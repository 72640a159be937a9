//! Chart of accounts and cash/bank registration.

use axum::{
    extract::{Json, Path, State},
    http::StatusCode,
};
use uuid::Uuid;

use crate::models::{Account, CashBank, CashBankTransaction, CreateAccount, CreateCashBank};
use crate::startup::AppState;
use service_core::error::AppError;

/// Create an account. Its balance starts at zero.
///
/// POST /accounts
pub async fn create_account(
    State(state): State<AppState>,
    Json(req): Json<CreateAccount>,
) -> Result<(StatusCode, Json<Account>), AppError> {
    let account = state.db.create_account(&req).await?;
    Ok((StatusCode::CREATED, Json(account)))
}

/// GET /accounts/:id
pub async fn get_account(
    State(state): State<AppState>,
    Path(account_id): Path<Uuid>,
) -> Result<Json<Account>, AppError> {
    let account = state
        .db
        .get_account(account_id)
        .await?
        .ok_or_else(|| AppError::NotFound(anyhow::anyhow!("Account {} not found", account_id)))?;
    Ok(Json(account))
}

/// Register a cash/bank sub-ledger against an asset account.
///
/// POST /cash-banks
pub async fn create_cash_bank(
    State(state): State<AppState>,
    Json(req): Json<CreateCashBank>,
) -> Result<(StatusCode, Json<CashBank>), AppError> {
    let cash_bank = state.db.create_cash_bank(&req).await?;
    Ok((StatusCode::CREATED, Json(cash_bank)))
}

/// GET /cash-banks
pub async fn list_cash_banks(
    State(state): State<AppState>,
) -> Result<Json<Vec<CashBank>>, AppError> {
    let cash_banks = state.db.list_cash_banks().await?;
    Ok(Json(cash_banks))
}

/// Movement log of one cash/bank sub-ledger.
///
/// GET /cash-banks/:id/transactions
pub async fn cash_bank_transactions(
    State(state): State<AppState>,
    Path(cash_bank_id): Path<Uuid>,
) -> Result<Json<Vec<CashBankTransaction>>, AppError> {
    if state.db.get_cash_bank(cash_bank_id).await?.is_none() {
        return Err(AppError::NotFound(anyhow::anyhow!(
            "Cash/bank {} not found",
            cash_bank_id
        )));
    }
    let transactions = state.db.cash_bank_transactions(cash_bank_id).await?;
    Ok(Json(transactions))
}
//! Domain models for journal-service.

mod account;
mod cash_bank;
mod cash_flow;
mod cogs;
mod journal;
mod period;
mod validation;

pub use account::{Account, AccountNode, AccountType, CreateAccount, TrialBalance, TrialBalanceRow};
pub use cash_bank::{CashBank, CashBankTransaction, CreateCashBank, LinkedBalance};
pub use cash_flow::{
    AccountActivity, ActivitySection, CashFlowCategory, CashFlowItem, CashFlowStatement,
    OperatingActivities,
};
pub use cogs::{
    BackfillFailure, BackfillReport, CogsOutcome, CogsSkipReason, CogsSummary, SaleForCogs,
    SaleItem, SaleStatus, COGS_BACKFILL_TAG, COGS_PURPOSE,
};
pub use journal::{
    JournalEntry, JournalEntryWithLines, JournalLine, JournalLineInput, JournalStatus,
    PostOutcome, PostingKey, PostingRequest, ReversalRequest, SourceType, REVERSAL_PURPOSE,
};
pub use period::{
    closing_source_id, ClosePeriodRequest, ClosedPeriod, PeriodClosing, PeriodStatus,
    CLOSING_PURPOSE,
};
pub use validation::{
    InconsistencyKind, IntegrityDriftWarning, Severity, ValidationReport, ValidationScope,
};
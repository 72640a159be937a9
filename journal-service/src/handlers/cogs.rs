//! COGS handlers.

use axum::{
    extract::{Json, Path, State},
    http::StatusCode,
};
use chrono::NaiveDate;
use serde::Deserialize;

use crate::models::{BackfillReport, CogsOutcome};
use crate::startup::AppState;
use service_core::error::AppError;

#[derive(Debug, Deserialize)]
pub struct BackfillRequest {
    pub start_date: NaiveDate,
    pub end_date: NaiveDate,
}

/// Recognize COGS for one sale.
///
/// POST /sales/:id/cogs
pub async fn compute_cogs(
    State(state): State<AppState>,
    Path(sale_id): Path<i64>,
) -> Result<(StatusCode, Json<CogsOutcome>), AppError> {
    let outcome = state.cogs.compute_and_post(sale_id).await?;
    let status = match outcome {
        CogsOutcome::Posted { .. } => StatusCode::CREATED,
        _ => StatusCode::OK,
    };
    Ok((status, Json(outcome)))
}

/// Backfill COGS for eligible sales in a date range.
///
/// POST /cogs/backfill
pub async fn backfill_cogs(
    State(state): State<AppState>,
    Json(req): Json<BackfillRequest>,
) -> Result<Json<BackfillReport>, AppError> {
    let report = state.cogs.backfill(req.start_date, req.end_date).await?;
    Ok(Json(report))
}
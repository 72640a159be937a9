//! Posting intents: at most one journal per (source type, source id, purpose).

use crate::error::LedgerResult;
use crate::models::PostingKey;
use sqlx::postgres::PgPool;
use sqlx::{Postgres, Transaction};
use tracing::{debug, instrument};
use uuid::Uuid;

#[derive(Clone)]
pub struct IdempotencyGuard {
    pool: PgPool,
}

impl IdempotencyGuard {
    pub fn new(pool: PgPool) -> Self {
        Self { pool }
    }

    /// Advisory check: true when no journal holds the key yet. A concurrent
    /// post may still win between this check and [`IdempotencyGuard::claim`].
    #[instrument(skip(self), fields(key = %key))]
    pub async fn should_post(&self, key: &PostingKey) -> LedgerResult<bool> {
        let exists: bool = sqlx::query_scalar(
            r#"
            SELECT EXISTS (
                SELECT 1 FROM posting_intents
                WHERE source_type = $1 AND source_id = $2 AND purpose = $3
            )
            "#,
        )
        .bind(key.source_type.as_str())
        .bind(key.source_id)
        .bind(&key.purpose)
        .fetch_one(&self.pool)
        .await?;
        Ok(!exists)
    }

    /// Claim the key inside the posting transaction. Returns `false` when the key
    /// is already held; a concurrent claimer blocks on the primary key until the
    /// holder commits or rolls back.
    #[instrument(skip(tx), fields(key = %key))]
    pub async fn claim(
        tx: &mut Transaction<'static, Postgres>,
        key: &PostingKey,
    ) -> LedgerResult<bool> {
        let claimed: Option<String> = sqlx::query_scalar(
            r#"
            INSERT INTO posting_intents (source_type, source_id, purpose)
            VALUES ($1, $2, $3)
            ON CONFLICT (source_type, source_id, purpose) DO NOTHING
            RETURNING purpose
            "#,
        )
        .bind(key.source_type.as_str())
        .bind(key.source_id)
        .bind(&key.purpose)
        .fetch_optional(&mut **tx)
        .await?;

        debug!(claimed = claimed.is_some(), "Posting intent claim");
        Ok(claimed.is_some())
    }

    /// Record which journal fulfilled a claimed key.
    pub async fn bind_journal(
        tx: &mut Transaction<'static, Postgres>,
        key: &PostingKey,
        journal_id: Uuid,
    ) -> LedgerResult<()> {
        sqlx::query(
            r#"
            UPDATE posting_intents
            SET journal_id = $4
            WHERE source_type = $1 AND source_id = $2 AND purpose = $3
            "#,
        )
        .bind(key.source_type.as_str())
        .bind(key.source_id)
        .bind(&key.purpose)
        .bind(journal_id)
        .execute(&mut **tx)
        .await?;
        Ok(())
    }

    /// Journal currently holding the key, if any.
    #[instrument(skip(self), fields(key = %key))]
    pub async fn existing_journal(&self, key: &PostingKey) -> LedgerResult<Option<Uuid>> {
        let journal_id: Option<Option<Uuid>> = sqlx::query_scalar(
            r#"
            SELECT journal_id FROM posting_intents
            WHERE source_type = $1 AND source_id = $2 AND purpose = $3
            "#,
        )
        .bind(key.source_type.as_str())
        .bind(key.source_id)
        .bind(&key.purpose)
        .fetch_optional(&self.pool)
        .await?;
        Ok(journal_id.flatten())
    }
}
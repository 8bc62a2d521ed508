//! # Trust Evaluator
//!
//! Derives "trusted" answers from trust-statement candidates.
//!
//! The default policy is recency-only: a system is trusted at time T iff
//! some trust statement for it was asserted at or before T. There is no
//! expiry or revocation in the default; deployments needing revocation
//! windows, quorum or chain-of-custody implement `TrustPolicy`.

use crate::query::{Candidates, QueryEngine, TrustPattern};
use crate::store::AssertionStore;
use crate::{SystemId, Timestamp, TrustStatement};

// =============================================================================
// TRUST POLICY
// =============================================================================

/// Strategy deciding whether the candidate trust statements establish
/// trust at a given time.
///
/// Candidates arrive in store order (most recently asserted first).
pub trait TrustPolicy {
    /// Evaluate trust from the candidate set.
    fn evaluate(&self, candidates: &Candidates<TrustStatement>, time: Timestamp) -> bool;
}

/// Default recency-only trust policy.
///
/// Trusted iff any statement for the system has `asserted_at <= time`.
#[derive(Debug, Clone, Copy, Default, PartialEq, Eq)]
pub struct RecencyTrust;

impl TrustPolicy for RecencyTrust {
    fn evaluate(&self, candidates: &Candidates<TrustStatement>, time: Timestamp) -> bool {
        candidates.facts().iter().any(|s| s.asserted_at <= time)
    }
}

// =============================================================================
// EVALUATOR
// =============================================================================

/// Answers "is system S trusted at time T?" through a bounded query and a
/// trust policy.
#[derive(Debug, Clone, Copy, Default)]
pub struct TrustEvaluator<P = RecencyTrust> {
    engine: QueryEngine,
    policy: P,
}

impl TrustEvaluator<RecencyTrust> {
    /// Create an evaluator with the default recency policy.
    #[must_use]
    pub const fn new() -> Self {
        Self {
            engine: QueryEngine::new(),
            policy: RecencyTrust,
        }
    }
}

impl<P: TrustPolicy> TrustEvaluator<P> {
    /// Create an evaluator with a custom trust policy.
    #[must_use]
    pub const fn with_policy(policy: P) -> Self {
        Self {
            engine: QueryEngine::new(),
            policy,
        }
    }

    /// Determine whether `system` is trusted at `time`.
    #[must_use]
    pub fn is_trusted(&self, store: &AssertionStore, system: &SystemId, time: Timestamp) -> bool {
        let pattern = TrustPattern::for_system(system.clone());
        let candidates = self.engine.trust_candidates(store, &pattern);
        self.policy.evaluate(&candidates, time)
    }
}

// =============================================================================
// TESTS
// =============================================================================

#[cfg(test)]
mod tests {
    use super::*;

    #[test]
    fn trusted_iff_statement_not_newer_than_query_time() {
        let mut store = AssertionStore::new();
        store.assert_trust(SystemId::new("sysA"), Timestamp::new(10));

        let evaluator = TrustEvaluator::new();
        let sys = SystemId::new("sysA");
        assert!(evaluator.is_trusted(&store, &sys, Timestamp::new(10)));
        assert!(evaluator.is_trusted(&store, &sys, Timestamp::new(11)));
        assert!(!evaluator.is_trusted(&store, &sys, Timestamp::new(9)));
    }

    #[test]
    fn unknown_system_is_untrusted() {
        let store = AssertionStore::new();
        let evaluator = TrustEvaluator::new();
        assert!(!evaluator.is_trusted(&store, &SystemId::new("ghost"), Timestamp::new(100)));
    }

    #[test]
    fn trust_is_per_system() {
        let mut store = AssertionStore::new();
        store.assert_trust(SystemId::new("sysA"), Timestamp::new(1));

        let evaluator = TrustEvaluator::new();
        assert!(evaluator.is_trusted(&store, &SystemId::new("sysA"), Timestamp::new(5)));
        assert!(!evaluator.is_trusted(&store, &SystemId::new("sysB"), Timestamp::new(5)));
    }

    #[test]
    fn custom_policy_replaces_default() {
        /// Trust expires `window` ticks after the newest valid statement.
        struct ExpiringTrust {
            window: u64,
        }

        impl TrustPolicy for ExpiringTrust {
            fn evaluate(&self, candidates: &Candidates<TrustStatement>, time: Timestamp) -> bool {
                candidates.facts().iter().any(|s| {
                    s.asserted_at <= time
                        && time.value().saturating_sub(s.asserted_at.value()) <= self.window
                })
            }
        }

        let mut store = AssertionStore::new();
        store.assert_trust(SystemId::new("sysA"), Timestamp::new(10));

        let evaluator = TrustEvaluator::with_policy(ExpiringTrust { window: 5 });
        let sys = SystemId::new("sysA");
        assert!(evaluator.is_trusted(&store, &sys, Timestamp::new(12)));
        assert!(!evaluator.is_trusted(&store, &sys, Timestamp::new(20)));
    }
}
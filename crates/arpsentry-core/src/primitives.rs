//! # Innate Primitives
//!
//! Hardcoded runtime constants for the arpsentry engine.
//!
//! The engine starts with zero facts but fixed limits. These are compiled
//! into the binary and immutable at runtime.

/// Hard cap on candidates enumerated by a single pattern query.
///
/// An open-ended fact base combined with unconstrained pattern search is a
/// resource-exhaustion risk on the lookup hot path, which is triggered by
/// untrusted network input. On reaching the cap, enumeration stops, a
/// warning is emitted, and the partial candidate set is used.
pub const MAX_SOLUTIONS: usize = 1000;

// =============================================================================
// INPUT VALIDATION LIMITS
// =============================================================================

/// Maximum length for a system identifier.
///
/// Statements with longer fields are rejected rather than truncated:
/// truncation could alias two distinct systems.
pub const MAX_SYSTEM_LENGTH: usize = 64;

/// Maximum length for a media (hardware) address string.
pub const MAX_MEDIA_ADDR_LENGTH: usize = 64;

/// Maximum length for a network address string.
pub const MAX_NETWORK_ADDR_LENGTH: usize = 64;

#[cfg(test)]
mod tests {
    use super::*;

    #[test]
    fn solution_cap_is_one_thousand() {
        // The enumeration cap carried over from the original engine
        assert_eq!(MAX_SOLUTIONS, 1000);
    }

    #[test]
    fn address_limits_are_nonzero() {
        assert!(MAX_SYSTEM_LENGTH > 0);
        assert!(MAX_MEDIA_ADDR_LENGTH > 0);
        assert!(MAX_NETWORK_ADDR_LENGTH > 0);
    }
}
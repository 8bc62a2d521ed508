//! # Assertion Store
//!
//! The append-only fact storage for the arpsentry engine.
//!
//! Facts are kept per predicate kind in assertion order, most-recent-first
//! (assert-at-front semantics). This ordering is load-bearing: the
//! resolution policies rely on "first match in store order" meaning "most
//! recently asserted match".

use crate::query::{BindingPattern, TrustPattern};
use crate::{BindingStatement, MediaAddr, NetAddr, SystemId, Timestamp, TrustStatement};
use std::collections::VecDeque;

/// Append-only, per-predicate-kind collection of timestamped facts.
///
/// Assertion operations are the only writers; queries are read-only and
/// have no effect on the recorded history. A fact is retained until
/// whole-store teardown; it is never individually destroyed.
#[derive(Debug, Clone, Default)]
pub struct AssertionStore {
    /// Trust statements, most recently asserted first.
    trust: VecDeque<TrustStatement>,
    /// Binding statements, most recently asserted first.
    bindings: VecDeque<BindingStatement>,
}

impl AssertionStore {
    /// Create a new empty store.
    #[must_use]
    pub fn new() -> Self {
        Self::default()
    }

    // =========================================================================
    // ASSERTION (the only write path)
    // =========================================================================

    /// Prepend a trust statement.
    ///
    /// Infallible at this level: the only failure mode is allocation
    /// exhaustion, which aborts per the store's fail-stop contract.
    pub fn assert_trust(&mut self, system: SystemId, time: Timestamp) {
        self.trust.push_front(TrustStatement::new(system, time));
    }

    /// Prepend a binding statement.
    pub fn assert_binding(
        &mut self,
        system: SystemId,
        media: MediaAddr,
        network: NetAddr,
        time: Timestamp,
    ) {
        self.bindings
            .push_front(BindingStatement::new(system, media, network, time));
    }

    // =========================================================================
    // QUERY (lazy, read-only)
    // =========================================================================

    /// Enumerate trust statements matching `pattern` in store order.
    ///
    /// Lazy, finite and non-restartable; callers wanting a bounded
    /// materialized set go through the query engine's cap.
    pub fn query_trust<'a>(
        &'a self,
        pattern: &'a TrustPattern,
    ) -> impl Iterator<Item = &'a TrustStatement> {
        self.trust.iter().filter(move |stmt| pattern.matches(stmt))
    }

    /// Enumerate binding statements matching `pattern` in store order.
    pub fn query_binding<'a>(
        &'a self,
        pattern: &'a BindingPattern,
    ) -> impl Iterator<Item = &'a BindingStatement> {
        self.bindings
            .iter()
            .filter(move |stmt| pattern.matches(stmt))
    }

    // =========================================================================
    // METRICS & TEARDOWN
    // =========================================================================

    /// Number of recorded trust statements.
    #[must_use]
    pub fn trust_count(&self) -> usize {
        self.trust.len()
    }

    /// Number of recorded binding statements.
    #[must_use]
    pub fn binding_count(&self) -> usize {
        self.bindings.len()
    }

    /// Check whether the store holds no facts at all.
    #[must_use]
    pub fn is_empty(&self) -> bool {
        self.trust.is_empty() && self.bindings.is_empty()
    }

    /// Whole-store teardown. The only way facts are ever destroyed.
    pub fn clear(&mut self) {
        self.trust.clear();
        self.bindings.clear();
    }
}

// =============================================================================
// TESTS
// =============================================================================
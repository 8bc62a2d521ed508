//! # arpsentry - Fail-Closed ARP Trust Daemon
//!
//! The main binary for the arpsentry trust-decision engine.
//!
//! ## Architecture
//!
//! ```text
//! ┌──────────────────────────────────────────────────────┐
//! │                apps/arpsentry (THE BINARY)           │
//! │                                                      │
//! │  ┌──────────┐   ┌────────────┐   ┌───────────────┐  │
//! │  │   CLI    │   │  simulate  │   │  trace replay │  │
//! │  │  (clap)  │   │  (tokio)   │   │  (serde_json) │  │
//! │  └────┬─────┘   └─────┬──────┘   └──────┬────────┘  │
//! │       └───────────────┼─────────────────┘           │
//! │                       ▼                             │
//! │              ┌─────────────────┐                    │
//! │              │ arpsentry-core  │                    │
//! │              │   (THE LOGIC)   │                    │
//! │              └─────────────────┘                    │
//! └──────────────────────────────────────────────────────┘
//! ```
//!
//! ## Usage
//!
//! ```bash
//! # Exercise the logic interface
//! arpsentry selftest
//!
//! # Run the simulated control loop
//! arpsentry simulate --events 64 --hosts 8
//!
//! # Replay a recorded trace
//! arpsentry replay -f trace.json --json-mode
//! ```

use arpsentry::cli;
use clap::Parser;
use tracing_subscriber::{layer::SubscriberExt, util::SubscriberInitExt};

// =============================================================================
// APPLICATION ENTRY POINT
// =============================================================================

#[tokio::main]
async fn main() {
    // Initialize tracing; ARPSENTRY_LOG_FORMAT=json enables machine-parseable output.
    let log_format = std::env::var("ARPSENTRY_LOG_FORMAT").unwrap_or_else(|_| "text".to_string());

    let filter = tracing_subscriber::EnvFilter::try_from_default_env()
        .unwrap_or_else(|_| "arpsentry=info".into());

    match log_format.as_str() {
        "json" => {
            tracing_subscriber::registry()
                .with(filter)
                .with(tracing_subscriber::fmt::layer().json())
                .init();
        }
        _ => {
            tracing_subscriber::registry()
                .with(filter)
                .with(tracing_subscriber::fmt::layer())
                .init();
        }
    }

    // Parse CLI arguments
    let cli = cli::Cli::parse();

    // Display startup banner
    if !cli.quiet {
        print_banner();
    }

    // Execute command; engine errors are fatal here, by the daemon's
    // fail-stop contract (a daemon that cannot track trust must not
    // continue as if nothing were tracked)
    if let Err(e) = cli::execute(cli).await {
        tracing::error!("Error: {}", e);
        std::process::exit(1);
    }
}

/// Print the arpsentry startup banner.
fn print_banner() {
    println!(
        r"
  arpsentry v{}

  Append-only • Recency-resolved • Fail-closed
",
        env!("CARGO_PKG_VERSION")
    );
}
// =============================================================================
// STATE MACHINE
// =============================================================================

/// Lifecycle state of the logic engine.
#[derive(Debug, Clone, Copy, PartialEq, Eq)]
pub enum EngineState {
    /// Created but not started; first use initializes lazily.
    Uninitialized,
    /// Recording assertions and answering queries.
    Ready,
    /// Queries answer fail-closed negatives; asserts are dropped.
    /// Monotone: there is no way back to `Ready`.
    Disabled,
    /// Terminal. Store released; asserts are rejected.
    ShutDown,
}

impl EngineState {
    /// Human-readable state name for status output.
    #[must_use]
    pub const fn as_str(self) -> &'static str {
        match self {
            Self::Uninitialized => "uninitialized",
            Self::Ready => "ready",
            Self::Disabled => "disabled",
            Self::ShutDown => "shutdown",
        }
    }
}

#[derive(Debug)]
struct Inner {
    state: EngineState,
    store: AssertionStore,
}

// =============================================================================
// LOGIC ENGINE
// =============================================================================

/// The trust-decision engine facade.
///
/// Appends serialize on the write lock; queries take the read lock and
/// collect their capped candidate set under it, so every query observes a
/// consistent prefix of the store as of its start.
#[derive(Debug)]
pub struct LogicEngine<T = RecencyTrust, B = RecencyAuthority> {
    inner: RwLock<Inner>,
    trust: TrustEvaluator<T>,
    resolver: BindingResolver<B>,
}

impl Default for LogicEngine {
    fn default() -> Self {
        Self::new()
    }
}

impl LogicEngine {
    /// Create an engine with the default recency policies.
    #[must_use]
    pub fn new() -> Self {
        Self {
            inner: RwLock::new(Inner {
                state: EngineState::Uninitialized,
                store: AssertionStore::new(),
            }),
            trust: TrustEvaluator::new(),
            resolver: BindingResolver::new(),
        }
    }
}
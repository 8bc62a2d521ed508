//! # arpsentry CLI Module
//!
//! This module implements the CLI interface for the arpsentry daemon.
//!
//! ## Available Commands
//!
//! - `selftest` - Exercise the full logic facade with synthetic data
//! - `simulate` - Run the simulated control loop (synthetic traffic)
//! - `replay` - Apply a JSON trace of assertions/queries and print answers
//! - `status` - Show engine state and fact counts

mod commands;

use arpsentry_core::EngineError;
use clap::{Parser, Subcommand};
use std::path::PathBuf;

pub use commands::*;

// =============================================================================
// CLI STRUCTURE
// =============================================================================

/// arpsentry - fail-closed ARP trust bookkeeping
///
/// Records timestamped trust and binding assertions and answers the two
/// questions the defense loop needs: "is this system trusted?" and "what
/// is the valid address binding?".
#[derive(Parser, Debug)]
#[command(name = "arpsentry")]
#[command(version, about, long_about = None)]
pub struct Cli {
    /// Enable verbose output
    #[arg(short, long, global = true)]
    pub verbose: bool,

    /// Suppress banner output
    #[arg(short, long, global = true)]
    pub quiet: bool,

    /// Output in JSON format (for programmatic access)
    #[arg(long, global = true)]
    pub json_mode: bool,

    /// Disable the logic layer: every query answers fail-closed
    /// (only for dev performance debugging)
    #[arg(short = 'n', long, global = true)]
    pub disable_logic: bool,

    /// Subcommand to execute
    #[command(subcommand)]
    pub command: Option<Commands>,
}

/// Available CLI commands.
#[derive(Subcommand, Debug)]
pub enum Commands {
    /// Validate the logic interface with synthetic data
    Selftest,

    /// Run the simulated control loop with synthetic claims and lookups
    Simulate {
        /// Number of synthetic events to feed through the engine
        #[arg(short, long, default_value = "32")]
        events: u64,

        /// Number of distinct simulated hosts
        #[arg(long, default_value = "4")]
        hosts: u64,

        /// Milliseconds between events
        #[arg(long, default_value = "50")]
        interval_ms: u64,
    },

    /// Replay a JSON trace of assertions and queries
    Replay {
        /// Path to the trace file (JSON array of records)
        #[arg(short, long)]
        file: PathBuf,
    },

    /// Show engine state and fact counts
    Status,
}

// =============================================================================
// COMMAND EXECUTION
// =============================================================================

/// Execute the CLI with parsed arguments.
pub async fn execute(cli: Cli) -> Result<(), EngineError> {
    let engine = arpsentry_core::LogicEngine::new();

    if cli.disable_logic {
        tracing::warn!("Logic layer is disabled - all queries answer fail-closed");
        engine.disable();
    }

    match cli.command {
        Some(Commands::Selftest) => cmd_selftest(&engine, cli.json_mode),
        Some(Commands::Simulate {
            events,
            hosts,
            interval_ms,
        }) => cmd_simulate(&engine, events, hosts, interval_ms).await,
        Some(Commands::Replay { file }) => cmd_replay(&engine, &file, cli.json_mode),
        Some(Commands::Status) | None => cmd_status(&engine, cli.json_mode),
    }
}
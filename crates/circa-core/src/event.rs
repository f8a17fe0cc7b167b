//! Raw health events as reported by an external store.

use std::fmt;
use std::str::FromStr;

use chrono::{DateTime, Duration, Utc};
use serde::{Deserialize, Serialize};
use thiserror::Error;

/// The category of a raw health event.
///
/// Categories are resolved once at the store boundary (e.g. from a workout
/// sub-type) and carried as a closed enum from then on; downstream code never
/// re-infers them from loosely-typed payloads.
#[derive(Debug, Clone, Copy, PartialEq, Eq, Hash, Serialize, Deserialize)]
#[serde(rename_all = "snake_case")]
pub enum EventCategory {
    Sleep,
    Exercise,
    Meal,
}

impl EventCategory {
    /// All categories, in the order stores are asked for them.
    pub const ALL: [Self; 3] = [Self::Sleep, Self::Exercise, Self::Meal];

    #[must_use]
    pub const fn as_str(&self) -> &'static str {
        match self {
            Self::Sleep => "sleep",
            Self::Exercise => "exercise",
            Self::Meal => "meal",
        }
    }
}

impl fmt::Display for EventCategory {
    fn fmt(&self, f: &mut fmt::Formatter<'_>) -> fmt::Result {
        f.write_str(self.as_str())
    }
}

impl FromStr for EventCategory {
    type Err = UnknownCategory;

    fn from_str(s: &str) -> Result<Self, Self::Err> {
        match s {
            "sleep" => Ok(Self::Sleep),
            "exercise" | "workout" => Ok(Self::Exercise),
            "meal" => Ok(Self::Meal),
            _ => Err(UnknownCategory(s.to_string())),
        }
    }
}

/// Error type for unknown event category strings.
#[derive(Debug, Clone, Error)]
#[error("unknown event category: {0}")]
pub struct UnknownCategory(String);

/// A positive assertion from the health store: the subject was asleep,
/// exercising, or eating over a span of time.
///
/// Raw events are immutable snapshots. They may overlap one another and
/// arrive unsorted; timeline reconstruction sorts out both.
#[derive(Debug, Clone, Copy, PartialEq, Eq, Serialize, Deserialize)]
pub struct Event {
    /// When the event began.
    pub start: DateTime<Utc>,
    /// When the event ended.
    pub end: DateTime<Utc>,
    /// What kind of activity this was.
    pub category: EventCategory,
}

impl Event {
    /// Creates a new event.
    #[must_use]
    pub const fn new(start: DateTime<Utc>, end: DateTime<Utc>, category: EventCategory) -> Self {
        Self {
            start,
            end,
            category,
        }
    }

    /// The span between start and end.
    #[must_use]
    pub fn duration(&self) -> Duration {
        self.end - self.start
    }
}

========================

WHAT THE TASK ASKS
From the material above, set down exactly the lines between the line holding "Monotone: there is" and the line holding "read lock and", inclusive. Include nothing else.

RESULT OF THE TASK
    /// Monotone: there is no way back to `Ready`.
    Disabled,
    /// Terminal. Store released; asserts are rejected.
    ShutDown,
}

impl EngineState {
    /// Human-readable state name for status output.
    #[must_use]
    pub const fn as_str(self) -> &'static str {
        match self {
            Self::Uninitialized => "uninitialized",
            Self::Ready => "ready",
            Self::Disabled => "disabled",
            Self::ShutDown => "shutdown",
        }
    }
}

#[derive(Debug)]
struct Inner {
    state: EngineState,
    store: AssertionStore,
}

// =============================================================================
// LOGIC ENGINE
// =============================================================================

/// The trust-decision engine facade.
///
/// Appends serialize on the write lock; queries take the read lock and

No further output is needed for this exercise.